Smooth Like an Axe

I think I must have had an axe with a broken handle around the house, growing up, because I can't imagine a tool more jarring and less smooth in operation. But you know, people have shaved with them. Some, you gotta figure, were just really good at honing shit. But for the purposes of this article, imagine a tug-and-cut kind of hatchet job, like a hammer-driven, Teutonic haircut I once saw on YouTube.

My imitation Merkur 37c (Italian Barber Torsionshobel, on an old Stirling, basic Merkur clone handle) earned its permanent place in the cabinet today, as my technical growth turned back in that direction, following the good, old Excalibur method. I had exhausted a Racer blade, which for me is tug-and-cut right out of the box, a very endearing quality.

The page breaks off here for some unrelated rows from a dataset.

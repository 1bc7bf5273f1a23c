use axum::{
    body::Body,
    extract::Request,
    http::HeaderValue,
    middleware::Next,
    response::Response,
};
use uuid::Uuid;

/// HTTP header carrying the request id, both ways
pub const REQUEST_ID_HEADER: &str = "x-request-id";

/// Longest caller-supplied id that is propagated as-is
const MAX_REQUEST_ID_LEN: usize = 128;

/// Correlates log lines of one HTTP request; stored in request extensions
#[derive(Clone, Debug, PartialEq, Eq)]
pub struct RequestId(String);

impl RequestId {
    /// Fresh random id
    pub fn generate() -> Self {
        Self(Uuid::new_v4().to_string())
    }

    /// Accepts a caller-supplied id if it is short, non-empty visible ASCII
    pub fn from_header(value: &HeaderValue) -> Option<Self> {
        let value = value.to_str().ok()?.trim();
        let valid = !value.is_empty()
            && value.len() <= MAX_REQUEST_ID_LEN
            && value.chars().all(|c| c.is_ascii_graphic());
        valid.then(|| Self(value.to_string()))
    }

    pub fn as_str(&self) -> &str {
        &self.0
    }
}

impl std::fmt::Display for RequestId {
    fn fmt(&self, f: &mut std::fmt::Formatter<'_>) -> std::fmt::Result {
        f.write_str(&self.0)
    }
}

/// Reuses the caller's `x-request-id` when acceptable, otherwise generates one, and echoes
/// it on the response
pub async fn request_id_middleware(mut request: Request, next: Next) -> Response {
    let request_id = request
        .headers()
        .get(REQUEST_ID_HEADER)
        .and_then(RequestId::from_header)
        .unwrap_or_else(RequestId::generate);

    request.extensions_mut().insert(request_id.clone());

    let mut response = next.run(request).await;

    if let Ok(value) = HeaderValue::from_str(request_id.as_str()) {
        response.headers_mut().insert(REQUEST_ID_HEADER, value);
    }

    response
}

/// Span for `TraceLayer`, tagged with the request id set by [`request_id_middleware`]
pub fn make_span_with_request_id(request: &Request<Body>) -> tracing::Span {
    let request_id = request
        .extensions()
        .get::<RequestId>()
        .map(RequestId::as_str)
        .unwrap_or("unknown");

    tracing::info_span!(
        "http_request",
        method = %request.method(),
        uri = %request.uri(),
        request_id = %request_id,
    )
}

But it just got too rough in my Tech, after a week or two. (Sorry, I didn't actually count days, but I suffered two bad shaves, because I took it on a short road trip.) I could go steep and not get cut or anything, and work the hell out of my new XTG for touchups, but it was just such a stress on the skin.

Not with the slant. With sharp blades, some of the pitch angles in its simultaneously-applied range aren't great, and I end up exfoliated. With a blade too dull for integral attack, I can divide and conquer by tapping into this extended range, to get an effective cut once again. The obtuse edge contributes one face to each extreme, and they act as one virtual blade, with nothing that can threaten skin in the middle angles.

Recall that I don't buy into the idea of the slant as a guillotine, obviating the technical application of oblique strokes. The shallow cut and steep cut, applied simultaneously, each contribute their inefficiencies to the other's effective energy. I slide this razor just the same as my Tech, and can therefore justify, on pragmatic grounds, its inclusion in the Classic paradigm.

But, torsion is the true underlying concept, and that was a parallel development which Gillette never utilized, and Merkur, as the default competition, gladly embraced. I mean NOW, with cartridges, we have more than one blade angle being applied at once... at the cost of tradition and design integrity, literally fleecing people for a dollar. Until now, I've been inclined to see the slant as tainted by that same evil. Now, I see that there is a virtual safety or spacer bar in there, too.

So, as I've been waiting all day for the other shoe to drop, and the late-onset burn to set in, the only thing irritating me is the certain knowledge that I'll always have a Euro-style razor in my medicine cabinet. I guess I'll have to give her a real name, then: Eve.